**Exercise aim**: Lines from the material below that hold the string "given" are what is needed; copy each of them.

**Provided data**:
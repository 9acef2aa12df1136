//! Error handling for modforge.
//!
//! This module provides the strongly-typed error enumeration used throughout
//! the configuration-resolution core. The error system follows two rules:
//!
//! 1. **One variant per failure mode** so callers can handle specific
//!    conditions without parsing message strings.
//! 2. **Batched reporting for validation-category failures**: steps that can
//!    fail for several items at once (missing mandatory parameters, typo
//!    suggestions, missing OS dependencies, unreconciled hidden
//!    dependencies, inconsistent iterate-option lengths) collect every
//!    offending item into a single error, giving the caller a complete
//!    picture instead of a fail-fast trickle.
//!
//! Deprecation of a parameter is deliberately *not* an error: it is logged
//! as a warning and the access is rewritten to the replacement name. Use of
//! a fully replaced parameter, on the other hand, is always fatal and
//! reported as [`ForgeError::ReplacedParameter`].
//!
//! External collaborators (the syntax parser, the host probe) report their
//! failures as opaque [`anyhow::Error`] values; the pipeline converts them
//! into [`ForgeError::ParseError`] at the seam.

use thiserror::Error;

/// Convenience alias used by every fallible operation in the core.
pub type Result<T> = std::result::Result<T, ForgeError>;

/// The main error type for modforge operations.
///
/// Each variant represents a specific failure mode of the resolution
/// pipeline. Variants that report per-item findings of a validation step
/// carry a `Vec` with *all* offending items of that step.
#[derive(Error, Debug)]
pub enum ForgeError {
    /// One or more mandatory parameters are absent from a recipe.
    ///
    /// Collected as a single report over the complete mandatory set
    /// (schema-mandatory plus builder-supplied mandatory extras).
    #[error("mandatory parameters not provided in {location}: {}", keys.join(", "))]
    MissingMandatoryParameters {
        /// Recipe path or literal-source description.
        location: String,
        /// Every mandatory key that is missing.
        keys: Vec<String>,
    },

    /// Unknown parameter names that closely match known ones.
    ///
    /// Reported together, as `unknown -> suggestion` pairs.
    #[error("you may have some typos in your recipe: {}", typos.iter().map(|(k, s)| format!("{k} -> {s}")).collect::<Vec<_>>().join(", "))]
    ParameterTypos {
        /// Pairs of (unknown key, closest known parameter).
        typos: Vec<(String, String)>,
    },

    /// A parameter that has been removed from the schema was used.
    #[error("recipe parameter '{name}' is replaced by '{replacement}'")]
    ReplacedParameter {
        /// The removed parameter name.
        name: String,
        /// The parameter that replaces it.
        replacement: String,
    },

    /// A keyed access named a parameter the schema does not know.
    #[error("use of unknown recipe parameter '{name}'")]
    UnknownParameter {
        /// The unknown parameter name.
        name: String,
    },

    /// Builder-supplied extra parameters were not a name-to-spec mapping.
    #[error("extra parameters should be a mapping, found {found}")]
    InvalidExtensionType {
        /// Type of the value that was supplied instead.
        found: String,
    },

    /// A dependency declared a toolchain in an unsupported shape.
    ///
    /// Supported shapes: absent (inherit), boolean `true` (system
    /// toolchain), a two-element name/version pair, or a mapping with
    /// `name` and `version` keys.
    #[error("unsupported toolchain specification: {spec}")]
    UnsupportedToolchainSpec {
        /// Rendering of the offending specification.
        spec: String,
    },

    /// A dependency was declared in a shape the resolver does not accept.
    ///
    /// Accepted shapes: an explicit mapping, a positional 2/3/4-element
    /// sequence, or a structured dependency literal.
    #[error("dependency {dep} of unsupported type: {found}")]
    UnsupportedDependencyType {
        /// Rendering of the offending declaration.
        dep: String,
        /// Kind of the value that was supplied.
        found: String,
    },

    /// A dependency record ended up without a name or version.
    #[error("dependency specified without {field}: {dep}")]
    MissingDependencyField {
        /// The empty field ("name" or "version").
        field: String,
        /// Rendering of the offending dependency.
        dep: String,
    },

    /// Hidden dependencies whose visible module names match no entry in the
    /// plain dependency list.
    #[error("hidden dependencies with visible module names {} not in list of dependencies: {}", missing.join(", "), dependencies.join(", "))]
    UnreconciledHiddenDependencies {
        /// Visible full module names of the faulty hidden dependencies.
        missing: Vec<String>,
        /// Full module names of the declared plain dependencies, for
        /// diagnosis.
        dependencies: Vec<String>,
    },

    /// A parameter value is not a member of its configured allowed list.
    #[error("{parameter} provided '{value}' is not valid: {}", allowed.join(", "))]
    InvalidEnumeratedValue {
        /// The constrained parameter name.
        parameter: String,
        /// The offending value.
        value: String,
        /// The configured allowed values.
        allowed: Vec<String>,
    },

    /// OS dependency sets with no candidate present on the host.
    #[error("one or more OS dependencies were not found: {}", missing.join(", "))]
    MissingOsDependencies {
        /// Rendering of each entirely-absent alternative set.
        missing: Vec<String>,
    },

    /// An OS dependency was declared in a shape other than a name or an
    /// alternative-set of names.
    #[error("invalid OS dependency specification {dep}, expected a name or a sequence of names")]
    InvalidOsDependencySpec {
        /// Rendering of the offending declaration.
        dep: String,
    },

    /// The skip-steps parameter was given as a scalar instead of a sequence.
    #[error("invalid type for skipsteps, allowed are list or tuple, got {found}")]
    InvalidSkipSteps {
        /// Type of the value that was supplied.
        found: String,
    },

    /// Iterate-option lists of differing lengths (> 1) were declared.
    #[error("build option lists for iterated build should have same length: {}", counts.iter().map(|(n, l)| format!("{n}={l}")).collect::<Vec<_>>().join(", "))]
    InconsistentIterateOptions {
        /// Every iterate-option parameter given as a list, with its length.
        counts: Vec<(String, usize)>,
    },

    /// The license parameter is mandatory but unset.
    #[error("license is mandatory, but 'software_license' is undefined")]
    MissingLicense,

    /// The license parameter holds a value of the wrong type.
    #[error("software license has to be a license name, found {found}")]
    InvalidLicenseType {
        /// Type of the value that was supplied.
        found: String,
    },

    /// The named license is not in the registered license table.
    #[error("invalid license {name}")]
    UnknownLicense {
        /// The unrecognized license name.
        name: String,
    },

    /// The configured module naming scheme is not in the registry.
    #[error("selected module naming scheme {name} could not be found in {}", available.join(", "))]
    UnknownNamingScheme {
        /// The unknown scheme name.
        name: String,
        /// Every registered scheme name.
        available: Vec<String>,
    },

    /// A naming scheme derived a module name that failed validation.
    #[error("{name} is not a valid module name")]
    InvalidModuleName {
        /// The invalid derived name.
        name: String,
    },

    /// A derived short module name does not identify its software.
    #[error("'{short}' is not a valid short module name for software '{software}'")]
    InvalidShortModuleName {
        /// The derived short module name.
        short: String,
        /// The software name it should identify.
        software: String,
    },

    /// No recipe file could be discovered for a (name, version) pair when
    /// the naming scheme demanded a fully parsed recipe.
    #[error("failed to find recipe file '{name}-{version}.{}' when determining module name", crate::constants::RECIPE_EXTENSION)]
    RecipeNotFound {
        /// Software name being looked up.
        name: String,
        /// Full effective version being looked up.
        version: String,
    },

    /// A named block was requested but the source does not contain it.
    #[error("no block '{name}' found in {location}")]
    UnknownBlock {
        /// The requested block name.
        name: String,
        /// Recipe path or literal-source description.
        location: String,
    },

    /// The syntax parser rejected the raw recipe text.
    #[error("failed to parse recipe {location}: {reason}")]
    ParseError {
        /// Recipe path or literal-source description.
        location: String,
        /// Parser-reported reason.
        reason: String,
    },

    /// `update` was called on a parameter that is neither a string nor a
    /// list.
    #[error("can't update configuration value for {name}, because it's not a string or list")]
    InvalidUpdate {
        /// The parameter that was updated.
        name: String,
    },

    /// IO error while reading recipe sources.
    #[error("IO error: {0}")]
    Io(#[from] std::io::Error),
}
//! The validation engine.
//!
//! Validation runs only when both the global policy and the per-recipe
//! flag enable it. The steps run in a fixed order; each step reports its
//! failure independently, and steps that can fail for several items at
//! once (OS dependencies, iterate-option lengths) collect every offending
//! item into one error:
//!
//! 1. enumerated-value checks for constrained parameters (module class,
//!    stop phase); an absent allowed-list means "no constraint";
//! 2. OS-dependency presence (policy-gated), probing the host per
//!    alternative-set;
//! 3. the skip-steps value must be a sequence;
//! 4. iterate-option lists of length > 1 must all share one length;
//! 5. the declared license must name a registered license; a missing
//!    license is only an error when the license parameter is mandatory.

use tracing::{debug, info};

use crate::constants::ITERATE_OPTIONS;
use crate::core::{ForgeError, Result, Value};
use crate::license::LicenseRegistry;
use crate::osdeps::HostProbe;
use crate::pipeline::ResolveOptions;
use crate::recipe::Recipe;

/// Validates a resolved recipe against the configured policy.
pub fn validate(
    recipe: &Recipe,
    options: &ResolveOptions,
    licenses: &LicenseRegistry,
    probe: &dyn HostProbe,
) -> Result<()> {
    info!("validating recipe {}", recipe.name());

    check_enumerated(recipe, options)?;

    if options.check_osdeps {
        check_os_deps(recipe, probe)?;
    } else {
        debug!("not checking OS dependencies");
    }

    check_skipsteps(recipe)?;
    check_iterate_opts(recipe)?;
    check_license(recipe, licenses)?;

    Ok(())
}

/// Enumerated-value constraints: a set value must be a member of its
/// configured allowed list.
fn check_enumerated(recipe: &Recipe, options: &ResolveOptions) -> Result<()> {
    let constraints: [(&str, Option<&Vec<String>>); 2] = [
        ("moduleclass", options.valid_module_classes.as_ref()),
        ("stop", options.valid_stops.as_ref()),
    ];
    for (parameter, allowed) in constraints {
        let Some(allowed) = allowed else { continue };
        let value = recipe.value(parameter)?;
        if !value.is_set() {
            continue;
        }
        let rendered = value.to_string();
        if !allowed.contains(&rendered) {
            return Err(ForgeError::InvalidEnumeratedValue {
                parameter: parameter.to_string(),
                value: rendered,
                allowed: allowed.clone(),
            });
        }
    }
    Ok(())
}

/// OS-dependency presence: each declared dependency is a single name or
/// an alternative-set; at least one candidate must be detected. Absent
/// sets are collected and reported together.
fn check_os_deps(recipe: &Recipe, probe: &dyn HostProbe) -> Result<()> {
    let declared = recipe.value("osdependencies")?;
    let mut not_found = Vec::new();
    for dep in declared.as_sequence().unwrap_or_default() {
        let candidates: Vec<String> = match dep {
            Value::Str(name) => vec![name.clone()],
            Value::List(_) | Value::Tuple(_) => {
                let items = dep.as_sequence().unwrap_or_default();
                let names: Option<Vec<String>> =
                    items.iter().map(|v| v.as_str().map(ToString::to_string)).collect();
                names.ok_or_else(|| ForgeError::InvalidOsDependencySpec { dep: dep.to_string() })?
            }
            other => {
                return Err(ForgeError::InvalidOsDependencySpec { dep: other.to_string() });
            }
        };
        if probe.has_os_package(&candidates) {
            debug!("OS dependency ok: {}", candidates.join("|"));
        } else {
            not_found.push(candidates.join("|"));
        }
    }
    if not_found.is_empty() {
        Ok(())
    } else {
        Err(ForgeError::MissingOsDependencies { missing: not_found })
    }
}

/// The skip-steps parameter must be a sequence, not a scalar.
fn check_skipsteps(recipe: &Recipe) -> Result<()> {
    let value = recipe.raw_value("skipsteps")?;
    match value {
        Value::List(_) | Value::Tuple(_) => Ok(()),
        other => Err(ForgeError::InvalidSkipSteps { found: other.type_name().to_string() }),
    }
}

/// Iterate-option lists of length > 1 must all share the same length;
/// length-1 lists behave like scalars and are exempt.
fn check_iterate_opts(recipe: &Recipe) -> Result<()> {
    let mut counts = Vec::new();
    for option in ITERATE_OPTIONS {
        let value = recipe.value(option)?;
        if let Some(items) = value.as_sequence() {
            counts.push((option.to_string(), items.len()));
        }
    }

    let mut lengths: Vec<usize> =
        counts.iter().map(|(_, len)| *len).filter(|len| *len > 1).collect();
    lengths.sort_unstable();
    lengths.dedup();
    if lengths.len() > 1 {
        return Err(ForgeError::InconsistentIterateOptions { counts });
    }
    Ok(())
}

/// The declared license must be a registered license name; when unset it
/// is only an error if the license parameter is mandatory.
fn check_license(recipe: &Recipe, licenses: &LicenseRegistry) -> Result<()> {
    let value = recipe.value("software_license")?;
    match value {
        Value::None => {
            if recipe.mandatory().iter().any(|key| key == "software_license") {
                Err(ForgeError::MissingLicense)
            } else {
                Ok(())
            }
        }
        Value::Str(name) => {
            if licenses.lookup(&name).is_some() {
                Ok(())
            } else {
                Err(ForgeError::UnknownLicense { name })
            }
        }
        other => Err(ForgeError::InvalidLicenseType { found: other.type_name().to_string() }),
    }
}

**Response to the exercise**:
    /// The skip-steps parameter was given as a scalar instead of a sequence.
        /// Every iterate-option parameter given as a list, with its length.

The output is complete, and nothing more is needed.